Applying the Primary Care Response
Primary Care Response to Severe Drug Reactions
The final skill is to deploy this graded response fluently when a real patient with a drug reaction arrives. Return to the man with early toxic epidermal necrolysis from the opening: the correct sequence is to recognise the severe features (mucosal erosions, painful detaching skin), stop the sulfonamide immediately, secure intravenous access and begin fluids, provide gentle non-adherent wound care and warmth, give analgesia, alert ophthalmology for his eye involvement, estimate the body surface area involved, document the reaction, and arrange emergency transfer to a burns unit — all the while not reaching for a systemic steroid, which is not his to start. That ordered response, executed in a basic health centre, is what gives the patient the best chance.
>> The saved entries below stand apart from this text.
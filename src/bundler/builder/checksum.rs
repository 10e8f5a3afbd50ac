//! Artifact checksum calculation.

use crate::bundler::{Result, error::ErrorExt};
use sha2::{Digest, Sha256};
use std::path::Path;
use tokio::io::AsyncReadExt;

/// Calculates the SHA256 checksum of a file.
///
/// Reads the file in 8KB chunks to handle large packages efficiently.
///
/// # Returns
///
/// * `Ok(String)` - Hex-encoded SHA-256 hash (64 characters)
/// * `Err` - If the file cannot be read
pub async fn calculate_sha256(file_path: &Path) -> Result<String> {
    let mut file = tokio::fs::File::open(file_path)
        .await
        .fs_context("opening file for hashing", file_path)?;
    let mut hasher = Sha256::new();
    let mut buffer = vec![0u8; 8192];

    loop {
        let n = file
            .read(&mut buffer)
            .await
            .fs_context("reading file for hash calculation", file_path)?;
        if n == 0 {
            break;
        }
        hasher.update(&buffer[..n]);
    }

    Ok(format!("{:x}", hasher.finalize()))
}

#[cfg(test)]
mod tests {
    use super::*;

    #[tokio::test]
    async fn hashes_known_content() {
        let dir = tempfile::tempdir().unwrap();
        let path = dir.path().join("a.rpm");
        std::fs::write(&path, b"abc").unwrap();
        assert_eq!(
            calculate_sha256(&path).await.unwrap(),
            "ba7816bf8f01cfea414140de5dae2223b00361a396177a9cb410ff61f20015ad"
        );
    }
}
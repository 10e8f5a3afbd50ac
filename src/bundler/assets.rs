//! Staging tree population.
//!
//! Six independent tasks, each writing to its own part of the tree, run
//! concurrently. The first failure aborts the stage; whatever sibling tasks
//! already wrote stays in the tree, which is discarded as a whole.

use super::{
    PackageOptions, Result, StagingTree,
    error::{ErrorExt, StageExt},
    template::{TemplateKind, Templates},
    utils::fs,
};
use serde_json::Value;
use std::path::PathBuf;

/// Icon installed when the application provides none.
const DEFAULT_ICON: &[u8] = include_bytes!("../../resources/icon.png");

/// Populates `tree` with everything the spec file's `%files` section lists.
pub async fn assemble(
    templates: &Templates,
    options: &PackageOptions,
    tree: &StagingTree,
) -> Result<()> {
    log::info!("Assembling package contents for {}", options.name);

    tokio::try_join!(
        async { write_spec(templates, options, tree).await.task("spec file") },
        async { link_binary(options, tree).await.task("binary link") },
        async { write_desktop(templates, options, tree).await.task("desktop entry") },
        async { copy_icon(options, tree).await.task("icon") },
        async { write_copyright(options, tree).await.task("copyright") },
        async { copy_application(options, tree).await.task("application") },
    )?;

    Ok(())
}

async fn write_spec(
    templates: &Templates,
    options: &PackageOptions,
    tree: &StagingTree,
) -> Result<()> {
    let staging_dir = Value::String(tree.root().to_string_lossy().into_owned());
    let spec = templates.render(TemplateKind::Spec, options, &[("stagingDir", staging_dir)])?;
    let path = tree.spec_path();
    log::debug!("Writing spec file {}", path.display());
    tokio::fs::write(&path, spec)
        .await
        .fs_context("writing spec file", &path)
}

/// `/usr/bin/<name>` points into the payload at `../share/<name>/<bin>`.
async fn link_binary(options: &PackageOptions, tree: &StagingTree) -> Result<()> {
    let bin_dir = tree.bin_dir();
    tokio::fs::create_dir_all(&bin_dir)
        .await
        .fs_context("creating directory", &bin_dir)?;

    let target = PathBuf::from("..")
        .join("share")
        .join(&options.name)
        .join(&options.bin);
    let link = bin_dir.join(&options.name);
    log::debug!("Linking {} -> {}", link.display(), target.display());
    fs::symlink(&target, &link).await
}

async fn write_desktop(
    templates: &Templates,
    options: &PackageOptions,
    tree: &StagingTree,
) -> Result<()> {
    let desktop = templates.render(TemplateKind::Desktop, options, &[])?;
    let path = tree
        .applications_dir()
        .join(format!("{}.desktop", options.name));
    tokio::fs::write(&path, desktop)
        .await
        .fs_context("writing desktop entry", &path)
}

async fn copy_icon(options: &PackageOptions, tree: &StagingTree) -> Result<()> {
    let dest = tree.pixmaps_dir().join(format!("{}.png", options.name));
    match &options.icon {
        Some(icon) => fs::copy_file(icon, &dest).await,
        None => {
            log::warn!("No icon configured, installing the default icon");
            tokio::fs::write(&dest, DEFAULT_ICON)
                .await
                .fs_context("writing icon", &dest)
        }
    }
}

async fn write_copyright(options: &PackageOptions, tree: &StagingTree) -> Result<()> {
    let license = options.license_path();
    let text = tokio::fs::read(&license)
        .await
        .fs_context("reading license", &license)?;
    let dest = tree.doc_dir().join("copyright");
    tokio::fs::write(&dest, text)
        .await
        .fs_context("writing copyright", &dest)
}

async fn copy_application(options: &PackageOptions, tree: &StagingTree) -> Result<()> {
    log::debug!(
        "Copying {} into {}",
        options.src.display(),
        tree.app_dir().display()
    );
    fs::copy_dir(&options.src, &tree.app_dir()).await
}

#[cfg(test)]
mod tests {
    use super::*;
    use crate::bundler::{
        Error,
        settings::{UserOptions, resolve},
    };

    fn app(dir: &std::path::Path) -> PathBuf {
        let src = dir.join("demo-linux-x64");
        std::fs::create_dir_all(src.join("resources/app")).unwrap();
        std::fs::write(src.join("demo"), b"#!/bin/sh\n").unwrap();
        std::fs::write(src.join("LICENSE"), b"MIT License\n").unwrap();
        std::fs::write(src.join("resources/app/package.json"), b"{}").unwrap();
        src
    }

    fn options(src: PathBuf) -> PackageOptions {
        let user = UserOptions {
            src: Some(src),
            name: Some("demo".into()),
            version: Some("1.2.3".into()),
            arch: Some("x86_64".into()),
            ..Default::default()
        };
        resolve(user, &Default::default())
    }

    #[tokio::test]
    async fn populates_every_asset() {
        let dir = tempfile::tempdir().unwrap();
        let opts = options(app(dir.path()));
        let tree = StagingTree::create(&opts).await.unwrap();
        let templates = Templates::new().unwrap();

        assemble(&templates, &opts, &tree).await.unwrap();

        let spec = std::fs::read_to_string(tree.spec_path()).unwrap();
        assert!(spec.contains("Name: demo"));
        assert_eq!(
            std::fs::read_link(tree.bin_dir().join("demo")).unwrap(),
            PathBuf::from("../share/demo/demo")
        );
        assert!(tree.bin_dir().join("demo").exists());
        assert!(tree.applications_dir().join("demo.desktop").is_file());
        assert_eq!(
            std::fs::read(tree.pixmaps_dir().join("demo.png")).unwrap(),
            DEFAULT_ICON
        );
        assert_eq!(
            std::fs::read(tree.doc_dir().join("copyright")).unwrap(),
            b"MIT License\n"
        );
        assert!(tree.app_dir().join("resources/app/package.json").is_file());
    }

    #[tokio::test]
    async fn one_failing_task_fails_the_stage() {
        let dir = tempfile::tempdir().unwrap();
        let src = app(dir.path());
        std::fs::remove_file(src.join("LICENSE")).unwrap();
        let opts = options(src);
        let tree = StagingTree::create(&opts).await.unwrap();

        let err = assemble(&Templates::new().unwrap(), &opts, &tree)
            .await
            .unwrap_err();
        assert!(matches!(err, Error::Asset { task: "copyright", .. }));
        assert!(err.to_string().contains("LICENSE"));
    }

    #[tokio::test]
    async fn missing_icon_fails_the_stage() {
        let dir = tempfile::tempdir().unwrap();
        let mut opts = options(app(dir.path()));
        opts.icon = Some(dir.path().join("nope.png"));
        let tree = StagingTree::create(&opts).await.unwrap();

        let err = assemble(&Templates::new().unwrap(), &opts, &tree)
            .await
            .unwrap_err();
        assert!(matches!(err, Error::Asset { task: "icon", .. }));
    }
}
Three principles should now be automatic. First, stop the culprit drug in every reaction, whatever its severity — it is always the most important step. Second, match the intensity of care to the tier: reassurance and symptomatic treatment for the mild, baseline organ assessment and urgent referral for DRESS, and burns-model stabilisation with emergency transfer for SJS/TEN. Third, know and respect the limits of primary care — initiate supportive treatment and refer, but leave specialist and disputed therapies to the referral centre, and always document and report the reaction so the patient is protected in future.
- Apply the sequence: recognise severity → stop the drug → tier-appropriate care → document → refer.
- For SJS/TEN: stop drug, fluids, wound/mucosal care, analgesia, ophthalmology, BSA/SCORTEN, emergency transfer — no systemic steroid in primary care.
- Three principles: always stop the culprit drug; match care to tier; respect the limits of primary care and document/report.
CLINICAL PEARL
When a severe drug reaction lands in front of you, anchor on two things you can always do regardless of resources: stop the culprit drug, and — for SJS/TEN — treat the patient like a burns case (fluids, gentle wound care, warmth, analgesia) while you arrange transfer. Resist the urge to 'do more' by starting systemic steroids in TEN: their benefit is unproven and they may cause harm, so that decision belongs to the specialist. Doing the simple, correct things well, and not the disputed things, is what saves these patients.